The $38 million in cryptocurrency seized from eXch, which was connected to the Bybit hack, marked the third-largest digital asset confiscation ever carried out by Germany’s federal criminal police.
A total of 34 million euros ($38 million) in cryptocurrency was confiscated by German law enforcement from eXch, a crypto platform allegedly utilized to launder proceeds from the record-setting $1.4 billion hack targeting Bybit.
The seizure was disclosed on May 9 by Germany’s Federal Criminal Police Office (BKA) in collaboration with the Frankfurt Public Prosecutor’s Office and included various cryptocurrencies, such as Bitcoin. This action has been recorded as the third-largest crypto confiscation in the history of the BKA.

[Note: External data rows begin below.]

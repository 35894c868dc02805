//! Wall-clock synchronized video playback.
//!
//! A [`playback::video_player::VideoPlayer`] maps elapsed real time to the
//! frame that should be on screen and pulls the decoder forward to it,
//! dropping frames when the host polls slower than the video's frame rate.

pub mod playback;
pub mod presentation;
pub mod shared;
pub mod video;

#[cfg(test)]
mod test_support;
use std::path::Path;

use crate::video::domain::audio_player::{AudioError, AudioOptions, AudioPlayer};

/// Audio player with no output device.
///
/// Tracks transport state so hosts without sound (or clips without an
/// audio track) can still drive a session.
#[derive(Debug, Default)]
pub struct NullAudioPlayer {
    open: bool,
    paused: bool,
    muted: bool,
    volume: f32,
    position_secs: f64,
}

impl NullAudioPlayer {
    pub fn new() -> Self {
        Self::default()
    }

    pub fn is_open(&self) -> bool {
        self.open
    }

    pub fn is_paused(&self) -> bool {
        self.paused
    }

    pub fn is_muted(&self) -> bool {
        self.muted
    }

    pub fn volume(&self) -> f32 {
        self.volume
    }

    /// Last position requested by a seek.
    pub fn position_secs(&self) -> f64 {
        self.position_secs
    }
}

impl AudioPlayer for NullAudioPlayer {
    fn open(&mut self, path: &Path, options: &AudioOptions) -> Result<(), AudioError> {
        log::debug!("No audio output for {}", path.display());
        self.open = true;
        self.paused = options.paused;
        self.muted = options.muted;
        self.volume = options.volume;
        self.position_secs = 0.0;
        Ok(())
    }

    fn set_pause(&mut self, paused: bool) {
        self.paused = paused;
    }

    fn seek(&mut self, seconds: f64, absolute: bool) -> Result<(), AudioError> {
        if !self.open {
            return Err(AudioError::NotOpen);
        }
        self.position_secs = if absolute {
            seconds.max(0.0)
        } else {
            (self.position_secs + seconds).max(0.0)
        };
        Ok(())
    }

    fn set_volume(&mut self, volume: f32) {
        self.volume = volume;
    }

    fn set_mute(&mut self, muted: bool) {
        self.muted = muted;
    }

    fn close(&mut self) {
        self.open = false;
    }
}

It was further stated in the announcement that eXch’s server infrastructure located in Germany, containing more than eight terabytes of data, was also seized by authorities, and the platform was taken offline.
eXch Facilitated Crypto Swaps Without AML Compliance
In the statement, eXch was characterized by the BKA as a “swapping” service through which users were enabled to exchange multiple cryptocurrency assets without the application of Anti-Money Laundering (AML) protocols.

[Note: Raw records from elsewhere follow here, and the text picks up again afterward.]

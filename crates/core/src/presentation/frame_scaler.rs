use std::borrow::Cow;

use image::imageops::{self, FilterType};
use image::{DynamicImage, Rgb, RgbImage};
use serde::{Deserialize, Serialize};

use crate::shared::error::PlaybackError;
use crate::shared::frame::Frame;

#[derive(Debug, Clone, Copy, PartialEq, Eq, Default, Serialize, Deserialize)]
#[serde(rename_all = "lowercase")]
pub enum ResizeFilter {
    Nearest,
    #[default]
    Triangle,
    CatmullRom,
    Lanczos3,
}

impl From<ResizeFilter> for FilterType {
    fn from(value: ResizeFilter) -> Self {
        match value {
            ResizeFilter::Nearest => FilterType::Nearest,
            ResizeFilter::Triangle => FilterType::Triangle,
            ResizeFilter::CatmullRom => FilterType::CatmullRom,
            ResizeFilter::Lanczos3 => FilterType::Lanczos3,
        }
    }
}

/// Fits decoded frames to the size the host wants to draw them at.
///
/// With `keep_aspect_ratio` the picture is scaled to fit inside the
/// display size and centred on black bars; otherwise it is stretched.
#[derive(Debug, Clone, PartialEq)]
pub struct FrameScaler {
    native: (u32, u32),
    size: (u32, u32),
    keep_aspect_ratio: bool,
    filter: ResizeFilter,
}

impl FrameScaler {
    pub fn new(native_width: u32, native_height: u32) -> Self {
        Self {
            native: (native_width, native_height),
            size: (native_width, native_height),
            keep_aspect_ratio: false,
            filter: ResizeFilter::default(),
        }
    }

    pub fn with_filter(mut self, filter: ResizeFilter) -> Self {
        self.filter = filter;
        self
    }

    pub fn with_keep_aspect_ratio(mut self, keep: bool) -> Self {
        self.keep_aspect_ratio = keep;
        self
    }

    pub fn native_size(&self) -> (u32, u32) {
        self.native
    }

    pub fn size(&self) -> (u32, u32) {
        self.size
    }

    pub fn width(&self) -> u32 {
        self.size.0
    }

    pub fn height(&self) -> u32 {
        self.size.1
    }

    /// Native width over native height.
    pub fn aspect_ratio(&self) -> f64 {
        if self.native.1 == 0 {
            return 0.0;
        }
        self.native.0 as f64 / self.native.1 as f64
    }

    pub fn keep_aspect_ratio(&self) -> bool {
        self.keep_aspect_ratio
    }

    pub fn set_keep_aspect_ratio(&mut self, keep: bool) {
        self.keep_aspect_ratio = keep;
    }

    pub fn filter(&self) -> ResizeFilter {
        self.filter
    }

    pub fn set_filter(&mut self, filter: ResizeFilter) {
        self.filter = filter;
    }

    pub fn set_size(&mut self, width: u32, height: u32) -> Result<(), PlaybackError> {
        if width == 0 || height == 0 {
            return Err(PlaybackError::InvalidArgument(format!(
                "size must be positive, got {width}x{height}"
            )));
        }
        self.size = (width, height);
        Ok(())
    }

    pub fn set_width(&mut self, width: u32) -> Result<(), PlaybackError> {
        if width == 0 {
            return Err(PlaybackError::InvalidArgument(
                "width must be positive".to_string(),
            ));
        }
        self.size.0 = width;
        Ok(())
    }

    pub fn set_height(&mut self, height: u32) -> Result<(), PlaybackError> {
        if height == 0 {
            return Err(PlaybackError::InvalidArgument(
                "height must be positive".to_string(),
            ));
        }
        self.size.1 = height;
        Ok(())
    }

    /// Returns `frame` at display size, borrowing it when no scaling is
    /// needed.
    pub fn scale<'a>(&self, frame: &'a Frame) -> Cow<'a, Frame> {
        if frame.size() == self.size {
            return Cow::Borrowed(frame);
        }
        let Some(image) = frame.to_dynamic_image() else {
            log::warn!(
                "Cannot scale frame with {} channels, drawing at native size",
                frame.channels()
            );
            return Cow::Borrowed(frame);
        };

        let (width, height) = self.size;
        let filter = FilterType::from(self.filter);
        let scaled = if self.keep_aspect_ratio {
            letterbox(&image, width, height, filter)
        } else {
            image.resize_exact(width, height, filter)
        };
        Cow::Owned(Frame::from_dynamic_image(
            scaled,
            frame.channels(),
            frame.index(),
        ))
    }
}

/// Scales `image` to fit inside `width`x`height` and centres it on black.
fn letterbox(image: &DynamicImage, width: u32, height: u32, filter: FilterType) -> DynamicImage {
    let (fit_w, fit_h) = fit_inside(image.width(), image.height(), width, height);
    let scaled = image.resize_exact(fit_w, fit_h, filter).into_rgb8();

    let mut canvas = RgbImage::from_pixel(width, height, Rgb([0, 0, 0]));
    let x = (width - fit_w) / 2;
    let y = (height - fit_h) / 2;
    imageops::overlay(&mut canvas, &scaled, x as i64, y as i64);
    DynamicImage::ImageRgb8(canvas)
}

/// Largest size with the source's aspect ratio that fits the bounds.
fn fit_inside(src_w: u32, src_h: u32, max_w: u32, max_h: u32) -> (u32, u32) {
    if src_w == 0 || src_h == 0 {
        return (max_w, max_h);
    }
    let scale = (max_w as f64 / src_w as f64).min(max_h as f64 / src_h as f64);
    let w = ((src_w as f64 * scale).round() as u32).clamp(1, max_w);
    let h = ((src_h as f64 * scale).round() as u32).clamp(1, max_h);
    (w, h)
}

#[cfg(test)]
mod tests {
    use super::*;
    use approx::assert_relative_eq;
    use rstest::rstest;

    fn white(width: u32, height: u32) -> Frame {
        Frame::new(
            vec![255u8; (width * height * 3) as usize],
            width,
            height,
            3,
            42,
        )
    }

    #[test]
    fn test_starts_at_native_size() {
        let scaler = FrameScaler::new(640, 360);
        assert_eq!(scaler.size(), (640, 360));
        assert_eq!(scaler.native_size(), (640, 360));
        assert_relative_eq!(scaler.aspect_ratio(), 16.0 / 9.0);
        assert!(!scaler.keep_aspect_ratio());
    }

    #[test]
    fn test_native_size_borrows() {
        let scaler = FrameScaler::new(4, 2);
        let frame = white(4, 2);
        assert!(matches!(scaler.scale(&frame), Cow::Borrowed(_)));
    }

    #[test]
    fn test_stretch_resizes_exactly() {
        let mut scaler = FrameScaler::new(4, 2).with_filter(ResizeFilter::Nearest);
        scaler.set_size(8, 8).unwrap();
        let frame = white(4, 2);
        let scaled = scaler.scale(&frame);
        assert_eq!(scaled.size(), (8, 8));
        assert_eq!(scaled.index(), 42);
        assert!(scaled.data().iter().all(|&b| b == 255));
    }

    #[test]
    fn test_letterbox_adds_bars_top_and_bottom() {
        let mut scaler = FrameScaler::new(4, 2)
            .with_keep_aspect_ratio(true)
            .with_filter(ResizeFilter::Nearest);
        scaler.set_size(8, 8).unwrap();
        let frame = white(4, 2);
        let scaled = scaler.scale(&frame);
        assert_eq!(scaled.size(), (8, 8));

        let image = scaled.to_dynamic_image().unwrap().into_rgb8();
        // 4x2 fits 8x8 as 8x4, centred with two black rows above and below
        assert_eq!(image.get_pixel(4, 0).0, [0, 0, 0]);
        assert_eq!(image.get_pixel(4, 4).0, [255, 255, 255]);
        assert_eq!(image.get_pixel(4, 7).0, [0, 0, 0]);
    }

    #[test]
    fn test_pillarbox_adds_bars_left_and_right() {
        let mut scaler = FrameScaler::new(2, 4)
            .with_keep_aspect_ratio(true)
            .with_filter(ResizeFilter::Nearest);
        scaler.set_size(8, 4).unwrap();
        let frame = white(2, 4);
        let scaled = scaler.scale(&frame);

        let image = scaled.to_dynamic_image().unwrap().into_rgb8();
        assert_eq!(image.get_pixel(0, 2).0, [0, 0, 0]);
        assert_eq!(image.get_pixel(4, 2).0, [255, 255, 255]);
        assert_eq!(image.get_pixel(7, 2).0, [0, 0, 0]);
    }

    #[rstest]
    #[case(0, 10)]
    #[case(10, 0)]
    #[case(0, 0)]
    fn test_set_size_rejects_zero(#[case] w: u32, #[case] h: u32) {
        let mut scaler = FrameScaler::new(4, 2);
        assert!(matches!(
            scaler.set_size(w, h),
            Err(PlaybackError::InvalidArgument(_))
        ));
        assert_eq!(scaler.size(), (4, 2));
    }

    #[test]
    fn test_set_width_and_height() {
        let mut scaler = FrameScaler::new(4, 2);
        scaler.set_width(10).unwrap();
        scaler.set_height(6).unwrap();
        assert_eq!(scaler.size(), (10, 6));
        assert!(scaler.set_width(0).is_err());
        assert!(scaler.set_height(0).is_err());
        assert_eq!(scaler.size(), (10, 6));
    }

    #[rstest]
    #[case((1920, 1080), (800, 800), (800, 450))]
    #[case((1080, 1920), (800, 800), (450, 800))]
    #[case((640, 480), (320, 240), (320, 240))]
    fn test_fit_inside(
        #[case] src: (u32, u32),
        #[case] bounds: (u32, u32),
        #[case] expected: (u32, u32),
    ) {
        assert_eq!(fit_inside(src.0, src.1, bounds.0, bounds.1), expected);
    }

    #[test]
    fn test_filter_maps_to_image_filter() {
        assert_eq!(FilterType::from(ResizeFilter::Lanczos3), FilterType::Lanczos3);
        assert_eq!(ResizeFilter::default(), ResizeFilter::Triangle);
    }
}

The platform, which had been in operation since 2014, was reported to have facilitated approximately $1.9 billion in cryptocurrency transactions, a portion of which was suspected to be of “criminal origin,” including assets that were allegedly laundered in connection with the Bybit hack.

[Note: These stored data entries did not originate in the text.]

use std::path::PathBuf;

use thiserror::Error;

use crate::video::domain::audio_player::AudioError;
use crate::video::domain::frame_decoder::DecodeError;

#[derive(Error, Debug)]
pub enum PlaybackError {
    #[error("no such file or directory: '{}'", .0.display())]
    FileNotFound(PathBuf),
    #[error("invalid argument: {0}")]
    InvalidArgument(String),
    #[error("failed to open {}: {source}", path.display())]
    Open {
        path: PathBuf,
        #[source]
        source: DecodeError,
    },
    #[error("decoder error: {0}")]
    Decode(#[from] DecodeError),
    #[error("audio error: {0}")]
    Audio(#[from] AudioError),
}
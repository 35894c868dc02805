use image::{DynamicImage, GrayImage, RgbImage, RgbaImage};

/// A single decoded video frame: contiguous pixel bytes in row-major order.
///
/// Pixel format conversion happens at the decoder boundary; playback code
/// treats the buffer as opaque and only moves it around.
#[derive(Clone, Debug, PartialEq)]
pub struct Frame {
    data: Vec<u8>,
    width: u32,
    height: u32,
    channels: u8,
    index: u64,
}

impl Frame {
    pub fn new(data: Vec<u8>, width: u32, height: u32, channels: u8, index: u64) -> Self {
        debug_assert_eq!(
            data.len(),
            (width as usize) * (height as usize) * (channels as usize),
            "data length must equal width * height * channels"
        );
        Self {
            data,
            width,
            height,
            channels,
            index,
        }
    }

    /// An all-black RGB frame, shown before anything has been decoded.
    pub fn black(width: u32, height: u32) -> Self {
        Self::new(
            vec![0u8; (width as usize) * (height as usize) * 3],
            width,
            height,
            3,
            0,
        )
    }

    pub fn data(&self) -> &[u8] {
        &self.data
    }

    pub fn data_mut(&mut self) -> &mut [u8] {
        &mut self.data
    }

    pub fn width(&self) -> u32 {
        self.width
    }

    pub fn height(&self) -> u32 {
        self.height
    }

    pub fn size(&self) -> (u32, u32) {
        (self.width, self.height)
    }

    pub fn channels(&self) -> u8 {
        self.channels
    }

    /// Zero-based position of this frame within its stream.
    pub fn index(&self) -> u64 {
        self.index
    }

    /// Views the frame as an `image` buffer. Returns `None` for channel
    /// layouts other than gray, RGB and RGBA.
    pub fn to_dynamic_image(&self) -> Option<DynamicImage> {
        let (w, h, data) = (self.width, self.height, self.data.clone());
        match self.channels {
            1 => GrayImage::from_raw(w, h, data).map(DynamicImage::ImageLuma8),
            3 => RgbImage::from_raw(w, h, data).map(DynamicImage::ImageRgb8),
            4 => RgbaImage::from_raw(w, h, data).map(DynamicImage::ImageRgba8),
            _ => None,
        }
    }

    /// Builds a frame from an `image` buffer, converting to `channels`
    /// (1, 3 or 4; anything else is treated as RGB).
    pub fn from_dynamic_image(image: DynamicImage, channels: u8, index: u64) -> Self {
        let (width, height) = (image.width(), image.height());
        match channels {
            1 => Self::new(image.into_luma8().into_raw(), width, height, 1, index),
            4 => Self::new(image.into_rgba8().into_raw(), width, height, 4, index),
            _ => Self::new(image.into_rgb8().into_raw(), width, height, 3, index),
        }
    }
}

#[cfg(test)]
mod tests {
    use super::*;

    #[test]
    fn test_construction_and_accessors() {
        let data = vec![0u8; 12]; // 2x2x3
        let frame = Frame::new(data.clone(), 2, 2, 3, 5);
        assert_eq!(frame.width(), 2);
        assert_eq!(frame.height(), 2);
        assert_eq!(frame.size(), (2, 2));
        assert_eq!(frame.channels(), 3);
        assert_eq!(frame.index(), 5);
        assert_eq!(frame.data(), &data[..]);
    }

    #[test]
    fn test_black_frame_is_zeroed_rgb() {
        let frame = Frame::black(4, 3);
        assert_eq!(frame.channels(), 3);
        assert_eq!(frame.data().len(), 4 * 3 * 3);
        assert!(frame.data().iter().all(|&b| b == 0));
    }

    #[test]
    fn test_clone_is_independent() {
        let frame = Frame::new(vec![100u8; 12], 2, 2, 3, 0);
        let mut cloned = frame.clone();
        cloned.data_mut()[0] = 0;
        assert_eq!(frame.data()[0], 100);
        assert_eq!(cloned.data()[0], 0);
    }

    #[test]
    #[should_panic(expected = "data length must equal width * height * channels")]
    fn test_mismatched_data_length_panics_in_debug() {
        Frame::new(vec![0u8; 10], 2, 2, 3, 0);
    }

    #[test]
    fn test_dynamic_image_preserves_pixels() {
        // 2x1 RGB: first pixel red, second blue
        let frame = Frame::new(vec![255, 0, 0, 0, 0, 255], 2, 1, 3, 7);
        let image = frame.to_dynamic_image().unwrap().into_rgb8();
        assert_eq!(image.get_pixel(0, 0).0, [255, 0, 0]);
        assert_eq!(image.get_pixel(1, 0).0, [0, 0, 255]);

        let back = Frame::from_dynamic_image(DynamicImage::ImageRgb8(image), 3, 7);
        assert_eq!(back, frame);
    }

    #[test]
    fn test_unsupported_channel_layout_has_no_image() {
        let frame = Frame::new(vec![0u8; 4], 2, 1, 2, 0);
        assert!(frame.to_dynamic_image().is_none());
    }
}
use std::path::Path;

use image::{imageops, DynamicImage, Rgb, RgbImage};

use crate::shared::frame::Frame;
use crate::video::domain::surface::Surface;

/// An in-memory RGB canvas backed by the `image` crate.
///
/// Used by headless hosts to composite frames and write snapshots.
pub struct ImageSurface {
    canvas: RgbImage,
}

impl ImageSurface {
    /// A black canvas of the given size.
    pub fn new(width: u32, height: u32) -> Self {
        Self {
            canvas: RgbImage::from_pixel(width, height, Rgb([0, 0, 0])),
        }
    }

    pub fn size(&self) -> (u32, u32) {
        self.canvas.dimensions()
    }

    pub fn image(&self) -> &RgbImage {
        &self.canvas
    }

    pub fn clear(&mut self) {
        for pixel in self.canvas.pixels_mut() {
            *pixel = Rgb([0, 0, 0]);
        }
    }

    /// Writes the canvas to an image file, format chosen by extension.
    pub fn save(&self, path: &Path) -> Result<(), Box<dyn std::error::Error>> {
        if let Some(parent) = path.parent() {
            std::fs::create_dir_all(parent)?;
        }
        self.canvas.save(path)?;
        Ok(())
    }
}

impl Surface for ImageSurface {
    fn blit(&mut self, frame: &Frame, position: (i64, i64)) {
        let Some(image) = frame.to_dynamic_image() else {
            log::warn!(
                "Cannot draw frame with {} channels",
                frame.channels()
            );
            return;
        };
        let rgb = match image {
            DynamicImage::ImageRgb8(rgb) => rgb,
            other => other.into_rgb8(),
        };
        imageops::replace(&mut self.canvas, &rgb, position.0, position.1);
    }
}
pub mod audio_player;
pub mod frame_decoder;
pub mod surface;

According to the authorities, a portion of the $1.5 billion that was stolen during the February 21, 2025 hack of the Bybit crypto exchange is believed to have been laundered through eXch, among other illicit activities.
Laundering Cases Involved Multisig, FixedFloat Platforms
According to a post shared by crypto investigator ZachXBT, eXch was also implicated in the laundering of millions in illicit funds stemming from various crypto-related thefts and exploits, including those involving Multisig, FixedFloat, and the $243 million stolen in the Genesis creditor breach.
ZachXBT stated that, in addition to those incidents, eXch had also been linked to “numerous phishing drainer services over recent years,” while reportedly refusing to block flagged wallet addresses or comply with freeze orders.
ZachXBT was identified as one of the earliest security analysts to report on eXch’s involvement in laundering approximately $35 million in crypto assets, which had been stolen from Bybit shortly after the hack was officially confirmed.
In a Telegram post dated February 22, it was stated by ZachXBT that 5,000 ETH from the Bybit hack had been transferred by the Lazarus Group to a new wallet address and subsequently laundered through eXch, identified as a centralized mixer, with additional funds being bridged to Bitcoin via Chainflip.
eXch Declared Service Shutdown Effective by May 1
Following an initial denial of any role in laundering funds linked to the Bybit hack, an announcement was eventually made by eXch in a mid-April Bitcoin Talk post stating that its operations would be terminated by May 1.
It was stated by the platform that, although operations had continued despite several unsuccessful efforts to dismantle its infrastructure, there was no longer any justification to remain active in an adversarial environment where it had become the focus of Signals Intelligence (SIGINT) efforts, attributed to misunderstandings surrounding its intended objectives.
In response to the seizure, the significance of taking action against “rapid and anonymous avenues for laundering any amount of money” was emphasized by senior public prosecutor Benjamin Krause.
It was stated by him that crypto swapping serves as a critical element within the underground economy, utilized to obscure illicit funds derived from activities such as hacking or the trade of stolen payment card data, thereby rendering those assets accessible to offenders.